• **Prompt**
Only the total should be returned: the number of lines in the data that hold the string "capacity".

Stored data
//! A priority buffer that keeps the `k` closest items seen so far.

use std::cmp::Ordering;
use std::collections::BinaryHeap;

use crate::median::cmp_scalar;
use crate::Scalar;

struct HeapElem<F, T> {
    dist: F,
    item: T,
}

impl<F: Scalar, T> PartialOrd for HeapElem<F, T> {
    fn partial_cmp(&self, other: &Self) -> Option<Ordering> {
        Some(self.cmp(other))
    }
}

impl<F: Scalar, T> PartialEq for HeapElem<F, T> {
    fn eq(&self, other: &Self) -> bool {
        self.cmp(other) == Ordering::Equal
    }
}

impl<F: Scalar, T> Eq for HeapElem<F, T> {}

impl<F: Scalar, T> Ord for HeapElem<F, T> {
    fn cmp(&self, other: &Self) -> Ordering {
        cmp_scalar(&self.dist, &other.dist)
    }
}

/// Holds at most `capacity` `(priority, item)` pairs, evicting the pair
/// with the largest priority on overflow.
///
/// Backed by a max-heap, so a push costs `O(log k)` and the current worst
/// priority is available in constant time.
pub struct BoundedBuffer<F, T> {
    capacity: usize,
    heap: BinaryHeap<HeapElem<F, T>>,
}

impl<F: Scalar, T> BoundedBuffer<F, T> {
    pub fn new(capacity: usize) -> Self {
        BoundedBuffer {
            capacity,
            heap: BinaryHeap::with_capacity(capacity),
        }
    }

    /// Insert a pair, discarding the currently-largest one if the buffer
    /// would exceed its capacity.
    pub fn push(&mut self, priority: F, item: T) {
        if self.capacity == 0 {
            return;
        }
        let elem = HeapElem { dist: priority, item };
        if self.heap.len() < self.capacity {
            self.heap.push(elem);
        } else if let Some(mut worst) = self.heap.peek_mut() {
            if elem < *worst {
                *worst = elem;
            }
        }
    }

    /// Priority of the worst retained pair, or `None` (unbounded) while the
    /// buffer holds fewer than `capacity` pairs.
    pub fn peek_max(&self) -> Option<F> {
        if self.is_full() {
            self.heap.peek().map(|e| e.dist)
        } else {
            None
        }
    }

    pub fn is_full(&self) -> bool {
        self.capacity > 0 && self.heap.len() == self.capacity
    }

    pub fn len(&self) -> usize {
        self.heap.len()
    }

    pub fn is_empty(&self) -> bool {
        self.heap.is_empty()
    }

    pub fn capacity(&self) -> usize {
        self.capacity
    }

    /// Consume the buffer, returning its pairs in ascending priority order.
    pub fn into_sorted_vec(self) -> Vec<(F, T)> {
        self.heap
            .into_sorted_vec()
            .into_iter()
            .map(|e| (e.dist, e.item))
            .collect()
    }
}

• **Task answer**
12